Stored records

►

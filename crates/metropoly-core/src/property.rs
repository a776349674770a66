//! Canonical property records and the one-time normalization of raw data rows.
//!
//! Data files in the wild spell the same column several ways (`name`, `Nombre`, `posición`, ...).
//! Every loader funnels its rows through [`RawRecord`] and [`normalize_record`], so the rest of the
//! workspace only ever sees [`PropertyRecord`].

use crate::{Error, Result};
use serde::{Deserialize, Serialize};
use std::fmt;
use std::str::FromStr;

/// One of the three concentric board tracks.
#[derive(Debug, Clone, Copy, PartialEq, Eq, Hash, PartialOrd, Ord, Serialize, Deserialize)]
#[serde(rename_all = "lowercase")]
pub enum Lane {
    Blue,
    Yellow,
    Red,
}

impl Lane {
    /// Outer to inner.
    pub const ALL: [Lane; 3] = [Lane::Blue, Lane::Yellow, Lane::Red];

    pub fn as_str(self) -> &'static str {
        match self {
            Lane::Blue => "blue",
            Lane::Yellow => "yellow",
            Lane::Red => "red",
        }
    }

    /// Nesting depth, `0` for the outermost ring.
    pub fn depth(self) -> usize {
        match self {
            Lane::Blue => 0,
            Lane::Yellow => 1,
            Lane::Red => 2,
        }
    }
}

impl fmt::Display for Lane {
    fn fmt(&self, f: &mut fmt::Formatter<'_>) -> fmt::Result {
        f.write_str(self.as_str())
    }
}

impl FromStr for Lane {
    type Err = ();

    fn from_str(s: &str) -> std::result::Result<Self, Self::Err> {
        match fold_key(s).as_str() {
            "blue" | "azul" => Ok(Lane::Blue),
            "yellow" | "amarillo" => Ok(Lane::Yellow),
            "red" | "rojo" => Ok(Lane::Red),
            _ => Err(()),
        }
    }
}

#[derive(Debug, Clone, Copy, PartialEq, Eq, Hash, Default, Serialize, Deserialize)]
#[serde(rename_all = "lowercase")]
pub enum PositionKind {
    #[default]
    Regular,
    Corner,
}

impl FromStr for PositionKind {
    type Err = ();

    fn from_str(s: &str) -> std::result::Result<Self, Self::Err> {
        match fold_key(s).as_str() {
            "regular" | "normal" => Ok(PositionKind::Regular),
            "corner" | "esquina" => Ok(PositionKind::Corner),
            _ => Err(()),
        }
    }
}

/// Card template number, `1..=7`.
#[derive(Debug, Clone, Copy, PartialEq, Eq, Hash, Serialize, Deserialize)]
#[serde(try_from = "u8", into = "u8")]
pub struct CardType(u8);

impl CardType {
    pub const MIN: u8 = 1;
    pub const MAX: u8 = 7;

    pub fn new(value: u8) -> Option<Self> {
        (Self::MIN..=Self::MAX).contains(&value).then_some(Self(value))
    }

    pub fn get(self) -> u8 {
        self.0
    }
}

impl Default for CardType {
    fn default() -> Self {
        Self(Self::MIN)
    }
}

impl TryFrom<u8> for CardType {
    type Error = String;

    fn try_from(value: u8) -> std::result::Result<Self, Self::Error> {
        Self::new(value).ok_or_else(|| format!("card type {value} is outside 1..=7"))
    }
}

impl From<CardType> for u8 {
    fn from(value: CardType) -> Self {
        value.0
    }
}

#[derive(Debug, Clone, PartialEq, Serialize, Deserialize)]
#[serde(rename_all = "camelCase")]
pub struct PropertyRecord {
    pub name: String,
    pub color_key: String,
    pub lane: Lane,
    pub image_ref: String,
    pub price: f64,
    pub base_rent: f64,
    pub card_type: CardType,
    pub position_kind: PositionKind,
    /// Index the data file claims for this property within its lane listing.
    pub position: Option<u32>,
}

impl PropertyRecord {
    pub fn is_corner(&self) -> bool {
        self.position_kind == PositionKind::Corner
    }
}

/// A canonical record field together with the spellings accepted for it.
#[derive(Debug, Clone, Copy, PartialEq, Eq)]
pub enum Field {
    Name,
    ColorKey,
    Lane,
    ImageRef,
    Price,
    BaseRent,
    CardType,
    PositionKind,
    Position,
}

impl Field {
    pub const ALL: [Field; 9] = [
        Field::Name,
        Field::ColorKey,
        Field::Lane,
        Field::ImageRef,
        Field::Price,
        Field::BaseRent,
        Field::CardType,
        Field::PositionKind,
        Field::Position,
    ];

    pub fn canonical_name(self) -> &'static str {
        match self {
            Field::Name => "name",
            Field::ColorKey => "colorKey",
            Field::Lane => "lane",
            Field::ImageRef => "imageRef",
            Field::Price => "price",
            Field::BaseRent => "baseRent",
            Field::CardType => "cardType",
            Field::PositionKind => "positionKind",
            Field::Position => "position",
        }
    }

    /// Folded aliases (see [`fold_key`]).
    fn aliases(self) -> &'static [&'static str] {
        match self {
            Field::Name => &["name", "nombre"],
            Field::ColorKey => &["colorkey", "color"],
            Field::Lane => &["lane", "carril"],
            Field::ImageRef => &["imageref", "image", "imagen"],
            Field::Price => &["price", "precio"],
            Field::BaseRent => &["baserent", "rent", "rentabase"],
            Field::CardType => &["cardtype", "type", "tipo"],
            Field::PositionKind => &["positionkind", "kind"],
            Field::Position => &["position", "posicion"],
        }
    }

    pub fn is_required(self) -> bool {
        matches!(
            self,
            Field::Name | Field::ColorKey | Field::Lane | Field::Price | Field::BaseRent
        )
    }

    pub fn matches_key(self, key: &str) -> bool {
        let folded = fold_key(key);
        self.aliases().iter().any(|alias| *alias == folded)
    }
}

/// Lowercases, drops `_`, `-` and spaces, and strips Spanish diacritics.
pub fn fold_key(key: &str) -> String {
    key.trim()
        .chars()
        .filter(|c| !matches!(c, '_' | '-' | ' '))
        .map(|c| match c {
            'á' | 'Á' => 'a',
            'é' | 'É' => 'e',
            'í' | 'Í' => 'i',
            'ó' | 'Ó' => 'o',
            'ú' | 'Ú' | 'ü' | 'Ü' => 'u',
            other => other.to_ascii_lowercase(),
        })
        .collect()
}

/// Cell value as delivered by a loader, before any field-specific parsing.
#[derive(Debug, Clone, PartialEq)]
pub enum RawValue {
    Empty,
    Text(String),
    Number(f64),
    Bool(bool),
}

impl RawValue {
    pub fn from_json(value: &serde_json::Value) -> Self {
        match value {
            serde_json::Value::Null => RawValue::Empty,
            serde_json::Value::Bool(b) => RawValue::Bool(*b),
            serde_json::Value::Number(n) => n.as_f64().map_or(RawValue::Empty, RawValue::Number),
            serde_json::Value::String(s) => RawValue::from_text(s),
            other => RawValue::Text(other.to_string()),
        }
    }

    pub fn from_text(text: &str) -> Self {
        let t = text.trim();
        if t.is_empty() {
            RawValue::Empty
        } else {
            RawValue::Text(t.to_string())
        }
    }

    pub fn is_empty(&self) -> bool {
        matches!(self, RawValue::Empty)
    }

    fn display(&self) -> String {
        match self {
            RawValue::Empty => String::new(),
            RawValue::Text(s) => s.clone(),
            RawValue::Number(n) => n.to_string(),
            RawValue::Bool(b) => b.to_string(),
        }
    }

    fn as_number(&self) -> Option<f64> {
        let n = match self {
            RawValue::Number(n) => Some(*n),
            RawValue::Text(s) => s.parse::<f64>().ok(),
            _ => None,
        };
        n.filter(|n| n.is_finite())
    }

    fn as_integer(&self) -> Option<i64> {
        let n = self.as_number()?;
        (n.fract() == 0.0).then_some(n as i64)
    }
}

/// An unnormalized row: `(source key, value)` pairs in source order.
#[derive(Debug, Clone, Default, PartialEq)]
pub struct RawRecord {
    pub entries: Vec<(String, RawValue)>,
}

impl RawRecord {
    pub fn push(&mut self, key: impl Into<String>, value: RawValue) {
        self.entries.push((key.into(), value));
    }

    /// First non-empty value under any alias of `field`.
    pub fn get(&self, field: Field) -> Option<&RawValue> {
        self.entries
            .iter()
            .filter(|(key, _)| field.matches_key(key))
            .map(|(_, value)| value)
            .find(|value| !value.is_empty())
    }
}

/// Turns a raw row into a [`PropertyRecord`]. `index` is the zero-based row number, used in errors.
pub fn normalize_record(index: usize, raw: &RawRecord) -> Result<PropertyRecord> {
    let required = |field: Field| -> Result<&RawValue> {
        raw.get(field).ok_or(Error::MissingField {
            index,
            field: field.canonical_name(),
        })
    };
    let invalid = |field: Field, value: &RawValue| Error::InvalidField {
        index,
        field: field.canonical_name(),
        value: value.display(),
    };

    let name = required(Field::Name)?.display();
    let color_key = required(Field::ColorKey)?.display();

    let lane_raw = required(Field::Lane)?;
    let lane = lane_raw
        .display()
        .parse::<Lane>()
        .map_err(|_| invalid(Field::Lane, lane_raw))?;

    let price_raw = required(Field::Price)?;
    let price = price_raw
        .as_number()
        .ok_or_else(|| invalid(Field::Price, price_raw))?;

    let rent_raw = required(Field::BaseRent)?;
    let base_rent = rent_raw
        .as_number()
        .ok_or_else(|| invalid(Field::BaseRent, rent_raw))?;

    let image_ref = raw
        .get(Field::ImageRef)
        .map(RawValue::display)
        .unwrap_or_default();

    let card_type = match raw.get(Field::CardType) {
        None => CardType::default(),
        Some(v) => v
            .as_integer()
            .and_then(|n| u8::try_from(n).ok())
            .and_then(CardType::new)
            .ok_or_else(|| invalid(Field::CardType, v))?,
    };

    let position_kind = match raw.get(Field::PositionKind) {
        None => PositionKind::default(),
        Some(v) => v
            .display()
            .parse::<PositionKind>()
            .map_err(|_| invalid(Field::PositionKind, v))?,
    };

    let position = match raw.get(Field::Position) {
        None => None,
        Some(v) => Some(
            v.as_integer()
                .and_then(|n| u32::try_from(n).ok())
                .ok_or_else(|| invalid(Field::Position, v))?,
        ),
    };

    Ok(PropertyRecord {
        name,
        color_key,
        lane,
        image_ref,
        price,
        base_rent,
        card_type,
        position_kind,
        position,
    })
}

/// Formats a money amount without a trailing `.0` for whole numbers.
pub fn format_amount(value: f64) -> String {
    if value.fract() == 0.0 && value.abs() < 1e15 {
        format!("{}", value as i64)
    } else {
        format!("{value}")
    }
}

#[cfg(test)]
mod tests {
    use super::*;

    fn row(pairs: &[(&str, &str)]) -> RawRecord {
        let mut raw = RawRecord::default();
        for (k, v) in pairs {
            raw.push(*k, RawValue::from_text(v));
        }
        raw
    }

    #[test]
    fn fold_key_ignores_case_separators_and_accents() {
        assert_eq!(fold_key("Posición"), "posicion");
        assert_eq!(fold_key("renta_base"), "rentabase");
        assert_eq!(fold_key(" baseRent "), "baserent");
    }

    #[test]
    fn spanish_spellings_normalize_to_the_canonical_record() {
        let raw = row(&[
            ("Nombre", "El Colli"),
            ("color", "brown"),
            ("Carril", "rojo"),
            ("imagen", "caseta.png"),
            ("precio", "60"),
            ("renta_base", "10"),
            ("tipo", "3"),
            ("posición", "4"),
        ]);
        let record = normalize_record(0, &raw).unwrap();
        assert_eq!(record.name, "El Colli");
        assert_eq!(record.lane, Lane::Red);
        assert_eq!(record.image_ref, "caseta.png");
        assert_eq!(record.price, 60.0);
        assert_eq!(record.base_rent, 10.0);
        assert_eq!(record.card_type.get(), 3);
        assert_eq!(record.position_kind, PositionKind::Regular);
        assert_eq!(record.position, Some(4));
    }

    #[test]
    fn missing_required_field_is_reported_with_its_canonical_name() {
        let raw = row(&[("name", "Boardwalk"), ("lane", "blue"), ("price", "400")]);
        let err = normalize_record(7, &raw).unwrap_err();
        assert!(matches!(
            err,
            Error::MissingField {
                index: 7,
                field: "colorKey"
            }
        ));
    }

    #[test]
    fn card_type_outside_range_is_invalid() {
        let raw = row(&[
            ("name", "Boardwalk"),
            ("color", "green"),
            ("lane", "yellow"),
            ("price", "400"),
            ("rent", "50"),
            ("type", "9"),
        ]);
        let err = normalize_record(0, &raw).unwrap_err();
        assert_eq!(
            err.to_string(),
            "Property record #0 has invalid cardType: \"9\""
        );
    }

    #[test]
    fn blank_optional_values_fall_back_to_defaults() {
        let raw = row(&[
            ("name", "GO"),
            ("color", "gold"),
            ("lane", "blue"),
            ("price", "0"),
            ("rent", "0"),
            ("kind", "esquina"),
            ("type", ""),
            ("position", ""),
        ]);
        let record = normalize_record(0, &raw).unwrap();
        assert!(record.is_corner());
        assert_eq!(record.card_type, CardType::default());
        assert_eq!(record.position, None);
    }

    #[test]
    fn format_amount_trims_whole_numbers() {
        assert_eq!(format_amount(60.0), "60");
        assert_eq!(format_amount(62.5), "62.5");
    }
}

◄

## WHAT IS NEEDED
List the lines of the entries that include "Boardwalk".

## RESPONSE
        let raw = row(&[("name", "Boardwalk"), ("lane", "blue"), ("price", "400")]);
            ("name", "Boardwalk"),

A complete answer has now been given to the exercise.